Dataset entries
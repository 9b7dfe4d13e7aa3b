//! Request dispatcher
//!
//! [`Dashboard`] owns the data source and the schema registry and implements
//! the five table operations (list, new, edit, submit, delete) independently
//! of HTTP. Every operation checks the table name against the registry before
//! touching the data source.

use std::collections::HashMap;
use tracing::{debug, info};

use crate::config::DashboardConfig;
use crate::database::{DataSource, FindQuery};
use crate::pagination::{PageQuery, PageWindow};
use crate::registry::SchemaRegistry;
use crate::render::{self, Fragment, Paths, RenderMode};
use crate::row::{Row, Value};
use crate::schema::TableSchema;
use crate::{DashboardError, Result};

/// Instruction for the client to reload a view after a write
#[derive(Debug, Clone, PartialEq, Eq)]
pub struct Refresh {
    /// URL of the view to reload
    pub location: String,
}

/// The dashboard engine: schema registry plus data source
pub struct Dashboard<DB: DataSource> {
    source: DB,
    registry: SchemaRegistry,
    config: DashboardConfig,
    paths: Paths,
}

impl<DB: DataSource> Dashboard<DB> {
    /// Discover the schema of `source` and build a dashboard over it
    ///
    /// Fails if any table cannot be served, e.g. because it has no primary key,
    /// or if `config` is unusable.
    pub async fn connect(source: DB, config: DashboardConfig) -> Result<Self> {
        config.validate()?;
        let registry = SchemaRegistry::discover(&source).await?;
        Self::with_registry(source, registry, config)
    }

    /// Build a dashboard over an already validated registry
    pub fn with_registry(
        source: DB,
        registry: SchemaRegistry,
        config: DashboardConfig,
    ) -> Result<Self> {
        config.validate()?;
        let paths = Paths::new(&config.base_path);
        Ok(Self {
            source,
            registry,
            config,
            paths,
        })
    }

    pub fn registry(&self) -> &SchemaRegistry {
        &self.registry
    }

    pub fn config(&self) -> &DashboardConfig {
        &self.config
    }

    pub fn paths(&self) -> &Paths {
        &self.paths
    }

    pub fn source(&self) -> &DB {
        &self.source
    }

    /// Turn a fragment into a response body for the given mode
    pub fn finish(&self, mode: RenderMode, fragment: Fragment) -> String {
        match mode {
            RenderMode::Partial => fragment.body,
            RenderMode::FullPage => render::render_page(&self.config.title, &self.paths, &fragment),
        }
    }

    /// Welcome page with links to every table
    pub fn index(&self) -> Fragment {
        render::render_index(&self.config.title, &self.paths, self.registry.table_names())
    }

    /// LIST: one page of `table`
    ///
    /// Count and page are fetched concurrently; if either fails the whole
    /// operation fails.
    pub async fn list(&self, table: &str, query: PageQuery) -> Result<Fragment> {
        let schema = self.registry.get(table)?;
        let (offset, limit) = query.resolve(self.config.default_limit)?;

        let (total_count, rows) = tokio::try_join!(
            self.source.count(&schema.name),
            self.source.find(&schema.name, FindQuery::Page { offset, limit }),
        )?;
        debug!(table = %schema.name, offset, limit, total_count, "listing rows");

        let rows: Vec<Row> = rows.into_iter().map(|row| row.conform(schema)).collect();
        let window = PageWindow {
            offset,
            limit,
            total_count,
            returned_count: rows.len() as u64,
        };
        let table_names: Vec<&str> = self.registry.table_names().collect();

        Ok(render::render_table(&self.paths, &table_names, schema, &rows, &window))
    }

    /// NEW: empty form for `table`
    pub fn new_form(&self, table: &str) -> Result<Fragment> {
        let schema = self.registry.get(table)?;
        let title = format!("Add a new entry to \"{}\"", schema.name);

        Ok(render::render_form(&self.paths, schema, None, &title, "Create"))
    }

    /// EDIT: form pre-filled with the row whose primary key is `id`
    pub async fn edit_form(&self, table: &str, id: &str) -> Result<Fragment> {
        let schema = self.registry.get(table)?;
        let (_, row) = self.find_by_id(schema, id).await?;
        let title = format!("Edit entry {} of \"{}\"", id, schema.name);

        Ok(render::render_form(&self.paths, schema, Some(&row), &title, "Save"))
    }

    /// SUBMIT: insert or update a row built from form fields
    pub async fn submit(&self, table: &str, fields: &HashMap<String, String>) -> Result<Refresh> {
        let schema = self.registry.get(table)?;
        let row = Row::from_form(schema, fields)?;

        let stored = self
            .source
            .save(&schema.name, &schema.primary_key, row)
            .await?
            .conform(schema);
        let id = stored.get(&schema.primary_key).cloned().unwrap_or(Value::Null);
        info!(table = %schema.name, id = %id, "row saved");

        Ok(self.refresh(schema))
    }

    /// DELETE: remove the row whose primary key is `id`
    ///
    /// The row is looked up first; a missing row is reported as not found
    /// and no delete is issued.
    pub async fn delete(&self, table: &str, id: &str) -> Result<Refresh> {
        let schema = self.registry.get(table)?;
        let (key, _) = self.find_by_id(schema, id).await?;

        let deleted = self
            .source
            .delete(&schema.name, &schema.primary_key, &key)
            .await?;
        info!(table = %schema.name, id = %key, deleted, "row deleted");

        Ok(self.refresh(schema))
    }

    fn refresh(&self, schema: &TableSchema) -> Refresh {
        Refresh {
            location: self.paths.table(&schema.name),
        }
    }

    /// Look up a row by primary key, returning the parsed key with it
    async fn find_by_id(&self, schema: &TableSchema, id: &str) -> Result<(Value, Row)> {
        let not_found = || DashboardError::NotFound(format!("row {} in table {}", id, schema.name));

        // An id that cannot be a value of the key column names no row.
        let key = match Value::parse(Some(id), schema.primary_key_type()) {
            Ok(key) if !key.is_null() => key,
            _ => return Err(not_found()),
        };

        let rows = self
            .source
            .find(
                &schema.name,
                FindQuery::Where {
                    column: schema.primary_key.clone(),
                    equals: key.clone(),
                },
            )
            .await?;

        let row = rows.into_iter().next().ok_or_else(not_found)?;
        Ok((key, row.conform(schema)))
    }
}
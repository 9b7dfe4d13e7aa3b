#![cfg(feature = "sqlite")]

mod common;

use common::submitted_fields;
use db_dashboard::{
    DataSource, Dashboard, DashboardConfig, DashboardError, FindQuery, PageQuery, SchemaError,
    SemanticType, SqliteProvider, Value,
};
use sqlx::sqlite::{SqlitePool, SqlitePoolOptions};
use std::collections::HashMap;

/// A private in-memory database; one connection so every query sees it
async fn pool() -> SqlitePool {
    let pool = SqlitePoolOptions::new()
        .max_connections(1)
        .connect("sqlite::memory:")
        .await
        .unwrap();

    for statement in [
        "CREATE TABLE users (
            id INTEGER PRIMARY KEY AUTOINCREMENT,
            name TEXT NOT NULL,
            score REAL,
            is_active BOOLEAN NOT NULL DEFAULT 1,
            created_at DATETIME DEFAULT CURRENT_TIMESTAMP
        )",
        "CREATE TABLE orders (
            id INTEGER PRIMARY KEY AUTOINCREMENT,
            user_id INTEGER REFERENCES users(id),
            quantity INTEGER NOT NULL
        )",
        "INSERT INTO users (name, score, is_active) VALUES ('Alice', 4.5, 1), ('Bob', NULL, 0), ('Carol', 2, 1)",
        "INSERT INTO orders (user_id, quantity) VALUES (1, 3), (2, 1)",
    ] {
        sqlx::query(statement).execute(&pool).await.unwrap();
    }

    pool
}

async fn dashboard() -> Dashboard<SqliteProvider> {
    Dashboard::connect(SqliteProvider::new(pool().await), DashboardConfig::default())
        .await
        .unwrap()
}

fn fields(pairs: &[(&str, &str)]) -> HashMap<String, String> {
    pairs
        .iter()
        .map(|(key, value)| (key.to_string(), value.to_string()))
        .collect()
}

#[tokio::test]
async fn test_schema_discovery() {
    let dashboard = dashboard().await;
    let registry = dashboard.registry();

    assert_eq!(registry.table_names().collect::<Vec<_>>(), vec!["orders", "users"]);

    let users = registry.get("users").unwrap();
    assert_eq!(users.primary_key, "id");
    assert_eq!(users.column("name").unwrap().semantic_type, SemanticType::String);
    assert_eq!(users.column("score").unwrap().semantic_type, SemanticType::Real);
    assert_eq!(users.column("is_active").unwrap().semantic_type, SemanticType::Boolean);
    assert_eq!(users.column("created_at").unwrap().semantic_type, SemanticType::Other);

    let orders = registry.get("orders").unwrap();
    assert_eq!(orders.relation_for("user_id").unwrap().foreign_table, "users");
    assert!(orders.column("user_id").unwrap().is_foreign_key);
}

#[tokio::test]
async fn test_table_without_primary_key_fails_startup() {
    let pool = pool().await;
    sqlx::query("CREATE TABLE audit_log (message TEXT)")
        .execute(&pool)
        .await
        .unwrap();

    let result = Dashboard::connect(SqliteProvider::new(pool), DashboardConfig::default()).await;
    assert!(matches!(result, Err(DashboardError::Schema(_))));
}

#[tokio::test]
async fn test_composite_primary_key_fails_startup() {
    let pool = pool().await;
    sqlx::query(
        "CREATE TABLE memberships (
            group_id INTEGER NOT NULL,
            user_id INTEGER NOT NULL,
            role TEXT,
            PRIMARY KEY (group_id, user_id)
        )",
    )
    .execute(&pool)
    .await
    .unwrap();

    let result = Dashboard::connect(SqliteProvider::new(pool), DashboardConfig::default()).await;
    assert!(matches!(
        result,
        Err(DashboardError::Schema(SchemaError::CompositePrimaryKey { ref table, .. }))
            if table == "memberships"
    ));
}

#[tokio::test]
async fn test_list_and_edit() {
    let dashboard = dashboard().await;

    let fragment = dashboard.list("users", PageQuery::new(0, 2)).await.unwrap();
    assert!(fragment.body.contains("1 - 2 of 3"));
    assert!(fragment.body.contains("<td>Alice</td>"));
    assert!(fragment.body.contains("<td>true</td>"));
    assert!(!fragment.body.contains("Carol"));

    let fragment = dashboard.list("orders", PageQuery::default()).await.unwrap();
    assert!(fragment.body.contains("href=\"/tables/users/2\""));

    let form = dashboard.edit_form("users", "2").await.unwrap();
    assert!(form.body.contains("value=\"Bob\""));
    assert!(!form.body.contains("checked"));
}

#[tokio::test]
async fn test_insert_update_delete() {
    let dashboard = dashboard().await;
    let source = dashboard.source();

    dashboard
        .submit("users", &fields(&[("name", "Dave"), ("score", "1.25"), ("is_active", "true")]))
        .await
        .unwrap();
    assert_eq!(source.count("users").await.unwrap(), 4);

    let stored = source
        .find(
            "users",
            FindQuery::Where {
                column: "name".to_string(),
                equals: Value::Text("Dave".to_string()),
            },
        )
        .await
        .unwrap();
    assert_eq!(stored.len(), 1);
    assert_eq!(stored[0].get("id"), Some(&Value::Integer(4)));
    assert_eq!(stored[0].get("score"), Some(&Value::Real(1.25)));
    // Omitted columns keep their defaults.
    assert!(!stored[0].get("created_at").unwrap().is_null());

    dashboard
        .submit("users", &fields(&[("id", "2"), ("name", "Robert")]))
        .await
        .unwrap();
    let form = dashboard.edit_form("users", "2").await.unwrap();
    assert!(form.body.contains("value=\"Robert\""));
    assert_eq!(source.count("users").await.unwrap(), 4);

    dashboard.delete("orders", "2").await.unwrap();
    assert_eq!(source.count("orders").await.unwrap(), 1);

    let error = dashboard.delete("orders", "2").await.unwrap_err();
    assert!(matches!(error, DashboardError::NotFound(_)));
}

#[tokio::test]
async fn test_boolean_round_trip() {
    let dashboard = dashboard().await;

    // Alice is active; submitting her form without the box unchecks her.
    dashboard
        .submit("users", &fields(&[("id", "1"), ("name", "Alice")]))
        .await
        .unwrap();

    let rows = dashboard
        .source()
        .find(
            "users",
            FindQuery::Where {
                column: "id".to_string(),
                equals: Value::Integer(1),
            },
        )
        .await
        .unwrap();
    let row = rows.into_iter().next().unwrap();
    assert_eq!(row.get("is_active"), Some(&Value::Integer(0)));

    let form = dashboard.edit_form("users", "1").await.unwrap();
    assert!(!form.body.contains("checked"));
}

#[tokio::test]
async fn test_blank_field_clears_stored_value() {
    let dashboard = dashboard().await;

    dashboard
        .submit(
            "users",
            &fields(&[("id", "1"), ("name", "Alice"), ("score", ""), ("is_active", "true")]),
        )
        .await
        .unwrap();

    let rows = dashboard
        .source()
        .find(
            "users",
            FindQuery::Where {
                column: "id".to_string(),
                equals: Value::Integer(1),
            },
        )
        .await
        .unwrap();
    assert_eq!(rows[0].get("score"), Some(&Value::Null));
    assert_eq!(rows[0].get("is_active"), Some(&Value::Integer(1)));
    // Not submitted, so untouched.
    assert!(!rows[0].get("created_at").unwrap().is_null());
}

#[tokio::test]
async fn test_unchanged_form_keeps_blob_bytes() {
    let pool = pool().await;
    for statement in [
        "CREATE TABLE attachments (id INTEGER PRIMARY KEY, name TEXT, data BLOB)",
        "INSERT INTO attachments (id, name, data) VALUES (1, 'a', x'DEADBEEF')",
    ] {
        sqlx::query(statement).execute(&pool).await.unwrap();
    }
    let dashboard = Dashboard::connect(SqliteProvider::new(pool.clone()), DashboardConfig::default())
        .await
        .unwrap();

    let form = dashboard.edit_form("attachments", "1").await.unwrap();
    assert!(form.body.contains("[BLOB: 4 bytes]"));

    let fields = submitted_fields(&form.body);
    assert!(!fields.contains_key("data"));
    dashboard.submit("attachments", &fields).await.unwrap();

    let stored: String = sqlx::query_scalar("SELECT hex(data) FROM attachments WHERE id = 1")
        .fetch_one(&pool)
        .await
        .unwrap();
    assert_eq!(stored, "DEADBEEF");

    let listing = dashboard.list("attachments", PageQuery::default()).await.unwrap();
    assert!(listing.body.contains("<td>[BLOB: 4 bytes]</td>"));
}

■ Exercise details ■
Where a line of the entries contains the word "Carol", copy that line.

■ Reply to the exercise ■
        "INSERT INTO users (name, score, is_active) VALUES ('Alice', 4.5, 1), ('Bob', NULL, 0), ('Carol', 2, 1)",
    assert!(!fragment.body.contains("Carol"));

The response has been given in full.